WORK INSTRUCTIONS:
In the data below, find every line with the word "impl" and copy it out.

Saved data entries
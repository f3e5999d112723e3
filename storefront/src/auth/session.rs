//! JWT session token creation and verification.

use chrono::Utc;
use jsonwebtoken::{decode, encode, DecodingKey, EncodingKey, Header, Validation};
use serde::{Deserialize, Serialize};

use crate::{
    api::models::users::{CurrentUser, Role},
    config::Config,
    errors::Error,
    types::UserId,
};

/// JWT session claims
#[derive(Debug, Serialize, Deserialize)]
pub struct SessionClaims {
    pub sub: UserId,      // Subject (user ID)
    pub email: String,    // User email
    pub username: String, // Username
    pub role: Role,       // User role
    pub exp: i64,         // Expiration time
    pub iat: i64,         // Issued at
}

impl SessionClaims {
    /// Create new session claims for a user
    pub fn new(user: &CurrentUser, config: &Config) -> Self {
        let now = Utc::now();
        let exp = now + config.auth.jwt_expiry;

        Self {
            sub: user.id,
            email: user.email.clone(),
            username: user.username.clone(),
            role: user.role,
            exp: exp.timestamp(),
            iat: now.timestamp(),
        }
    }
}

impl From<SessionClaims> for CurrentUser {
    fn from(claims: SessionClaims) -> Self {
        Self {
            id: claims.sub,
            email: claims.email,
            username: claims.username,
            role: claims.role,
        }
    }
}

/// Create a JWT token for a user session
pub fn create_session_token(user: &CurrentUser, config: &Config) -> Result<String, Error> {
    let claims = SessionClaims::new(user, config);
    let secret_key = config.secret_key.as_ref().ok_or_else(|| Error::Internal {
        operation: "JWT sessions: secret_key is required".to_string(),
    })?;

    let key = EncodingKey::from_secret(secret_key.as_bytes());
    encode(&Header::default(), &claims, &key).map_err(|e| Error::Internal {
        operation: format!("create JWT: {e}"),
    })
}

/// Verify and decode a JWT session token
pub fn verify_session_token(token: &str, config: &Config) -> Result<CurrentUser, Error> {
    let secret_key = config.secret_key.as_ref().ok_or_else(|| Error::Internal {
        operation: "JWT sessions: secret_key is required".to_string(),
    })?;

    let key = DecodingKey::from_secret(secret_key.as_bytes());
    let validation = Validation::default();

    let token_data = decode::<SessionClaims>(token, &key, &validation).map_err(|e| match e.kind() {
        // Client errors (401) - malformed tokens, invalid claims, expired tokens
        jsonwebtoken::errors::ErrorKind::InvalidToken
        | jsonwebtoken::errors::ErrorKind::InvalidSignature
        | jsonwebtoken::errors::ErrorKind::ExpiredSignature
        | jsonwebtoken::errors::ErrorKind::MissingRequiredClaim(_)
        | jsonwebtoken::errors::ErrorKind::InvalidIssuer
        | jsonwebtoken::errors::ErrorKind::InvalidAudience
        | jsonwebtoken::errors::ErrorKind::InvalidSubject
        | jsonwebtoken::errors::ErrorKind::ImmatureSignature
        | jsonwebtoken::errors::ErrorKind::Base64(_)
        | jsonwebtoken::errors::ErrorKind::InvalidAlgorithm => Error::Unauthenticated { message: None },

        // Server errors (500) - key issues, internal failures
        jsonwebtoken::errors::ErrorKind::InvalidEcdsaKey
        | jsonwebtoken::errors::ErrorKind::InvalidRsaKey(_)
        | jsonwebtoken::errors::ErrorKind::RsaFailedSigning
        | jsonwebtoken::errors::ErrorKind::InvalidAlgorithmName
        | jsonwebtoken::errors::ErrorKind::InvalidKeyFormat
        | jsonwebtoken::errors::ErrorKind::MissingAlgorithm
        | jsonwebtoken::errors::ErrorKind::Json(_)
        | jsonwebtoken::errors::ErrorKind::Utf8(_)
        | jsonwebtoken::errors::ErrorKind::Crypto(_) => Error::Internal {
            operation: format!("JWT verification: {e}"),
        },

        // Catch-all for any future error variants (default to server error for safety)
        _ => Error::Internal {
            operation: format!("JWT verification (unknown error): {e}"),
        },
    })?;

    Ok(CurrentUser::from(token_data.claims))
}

---

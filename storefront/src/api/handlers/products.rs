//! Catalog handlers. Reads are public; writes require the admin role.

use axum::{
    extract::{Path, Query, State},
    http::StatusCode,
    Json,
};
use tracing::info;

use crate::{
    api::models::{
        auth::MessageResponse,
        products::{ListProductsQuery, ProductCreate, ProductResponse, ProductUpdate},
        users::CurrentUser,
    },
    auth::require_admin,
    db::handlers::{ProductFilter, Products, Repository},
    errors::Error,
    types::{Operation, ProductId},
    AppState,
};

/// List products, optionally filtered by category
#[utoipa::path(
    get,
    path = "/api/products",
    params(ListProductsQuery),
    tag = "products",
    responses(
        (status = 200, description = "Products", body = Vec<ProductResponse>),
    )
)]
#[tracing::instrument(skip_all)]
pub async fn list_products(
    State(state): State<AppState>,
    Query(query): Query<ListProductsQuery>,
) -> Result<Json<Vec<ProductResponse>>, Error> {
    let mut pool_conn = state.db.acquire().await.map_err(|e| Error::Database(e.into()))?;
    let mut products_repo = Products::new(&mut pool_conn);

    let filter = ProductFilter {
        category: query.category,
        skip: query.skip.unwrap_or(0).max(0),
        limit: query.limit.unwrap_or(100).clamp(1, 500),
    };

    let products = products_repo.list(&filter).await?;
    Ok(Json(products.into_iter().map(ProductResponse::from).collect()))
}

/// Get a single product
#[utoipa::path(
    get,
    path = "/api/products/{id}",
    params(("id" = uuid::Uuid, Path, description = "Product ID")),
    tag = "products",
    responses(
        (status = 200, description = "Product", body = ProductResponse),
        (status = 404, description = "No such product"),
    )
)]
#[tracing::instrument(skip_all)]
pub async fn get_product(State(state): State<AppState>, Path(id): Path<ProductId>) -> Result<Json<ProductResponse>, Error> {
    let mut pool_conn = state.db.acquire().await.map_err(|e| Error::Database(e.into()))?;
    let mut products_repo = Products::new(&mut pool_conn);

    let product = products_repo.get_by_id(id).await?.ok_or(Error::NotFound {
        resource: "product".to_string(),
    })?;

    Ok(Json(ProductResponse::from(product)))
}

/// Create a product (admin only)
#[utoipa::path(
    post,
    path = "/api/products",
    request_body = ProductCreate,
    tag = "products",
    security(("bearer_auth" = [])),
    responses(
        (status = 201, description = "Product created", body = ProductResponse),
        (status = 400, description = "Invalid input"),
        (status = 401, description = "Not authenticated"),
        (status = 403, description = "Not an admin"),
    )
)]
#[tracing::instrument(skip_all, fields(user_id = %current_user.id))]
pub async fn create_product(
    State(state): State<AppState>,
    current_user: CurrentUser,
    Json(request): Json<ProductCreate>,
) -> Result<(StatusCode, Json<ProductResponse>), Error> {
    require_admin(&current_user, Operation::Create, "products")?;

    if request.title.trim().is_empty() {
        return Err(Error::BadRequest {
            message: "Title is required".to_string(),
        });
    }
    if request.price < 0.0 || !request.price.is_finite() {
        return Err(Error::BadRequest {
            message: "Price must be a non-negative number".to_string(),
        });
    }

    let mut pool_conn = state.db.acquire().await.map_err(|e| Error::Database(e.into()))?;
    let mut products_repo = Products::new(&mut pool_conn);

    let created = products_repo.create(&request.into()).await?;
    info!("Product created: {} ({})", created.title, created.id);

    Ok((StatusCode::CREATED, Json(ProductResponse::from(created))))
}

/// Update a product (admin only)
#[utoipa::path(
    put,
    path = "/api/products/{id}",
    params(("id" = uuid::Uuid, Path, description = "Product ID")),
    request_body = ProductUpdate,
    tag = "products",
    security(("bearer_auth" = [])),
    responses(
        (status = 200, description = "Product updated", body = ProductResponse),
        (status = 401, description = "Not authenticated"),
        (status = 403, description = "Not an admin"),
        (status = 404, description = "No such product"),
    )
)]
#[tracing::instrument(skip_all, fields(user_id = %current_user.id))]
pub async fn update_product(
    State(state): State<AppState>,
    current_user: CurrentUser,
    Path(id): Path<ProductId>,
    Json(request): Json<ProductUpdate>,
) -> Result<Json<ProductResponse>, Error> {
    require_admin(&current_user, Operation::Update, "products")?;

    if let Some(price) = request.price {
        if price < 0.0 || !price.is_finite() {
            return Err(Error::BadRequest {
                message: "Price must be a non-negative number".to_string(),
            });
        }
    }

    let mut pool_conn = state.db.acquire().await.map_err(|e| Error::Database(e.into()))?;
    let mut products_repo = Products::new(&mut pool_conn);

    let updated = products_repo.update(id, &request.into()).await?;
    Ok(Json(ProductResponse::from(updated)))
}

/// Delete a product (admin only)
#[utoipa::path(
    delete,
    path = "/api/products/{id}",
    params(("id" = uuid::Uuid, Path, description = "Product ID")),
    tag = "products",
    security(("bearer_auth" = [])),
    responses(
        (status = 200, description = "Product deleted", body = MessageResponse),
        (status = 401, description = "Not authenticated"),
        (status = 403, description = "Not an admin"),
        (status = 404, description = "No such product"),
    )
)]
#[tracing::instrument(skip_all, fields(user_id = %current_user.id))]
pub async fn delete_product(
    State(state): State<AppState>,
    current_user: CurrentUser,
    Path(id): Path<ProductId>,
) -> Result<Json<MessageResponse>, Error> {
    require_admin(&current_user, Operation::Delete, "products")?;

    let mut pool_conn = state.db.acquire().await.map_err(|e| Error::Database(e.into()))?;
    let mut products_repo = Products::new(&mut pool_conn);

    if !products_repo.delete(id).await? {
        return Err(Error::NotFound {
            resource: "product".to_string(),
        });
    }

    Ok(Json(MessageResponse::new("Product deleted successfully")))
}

---

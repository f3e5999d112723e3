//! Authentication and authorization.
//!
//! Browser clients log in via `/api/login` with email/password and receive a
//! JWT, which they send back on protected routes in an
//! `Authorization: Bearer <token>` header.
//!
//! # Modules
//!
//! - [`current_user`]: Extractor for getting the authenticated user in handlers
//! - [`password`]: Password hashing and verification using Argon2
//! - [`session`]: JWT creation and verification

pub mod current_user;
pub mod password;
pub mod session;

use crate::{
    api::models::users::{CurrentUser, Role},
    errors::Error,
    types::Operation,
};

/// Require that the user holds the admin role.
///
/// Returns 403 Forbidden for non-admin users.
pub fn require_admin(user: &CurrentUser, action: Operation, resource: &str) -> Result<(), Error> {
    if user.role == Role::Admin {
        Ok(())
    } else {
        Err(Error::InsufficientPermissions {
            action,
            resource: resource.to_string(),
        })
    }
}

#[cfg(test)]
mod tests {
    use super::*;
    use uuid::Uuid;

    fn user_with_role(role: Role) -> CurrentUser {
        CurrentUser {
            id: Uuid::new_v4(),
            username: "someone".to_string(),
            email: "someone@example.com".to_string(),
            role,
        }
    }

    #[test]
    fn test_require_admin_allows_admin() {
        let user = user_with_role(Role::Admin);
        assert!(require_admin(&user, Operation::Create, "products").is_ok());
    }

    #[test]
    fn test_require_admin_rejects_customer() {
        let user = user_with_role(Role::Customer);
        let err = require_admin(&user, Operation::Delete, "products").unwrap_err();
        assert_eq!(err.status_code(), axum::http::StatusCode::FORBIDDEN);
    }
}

RESULT FOR THIS EXERCISE:
impl SessionClaims {
impl From<SessionClaims> for CurrentUser {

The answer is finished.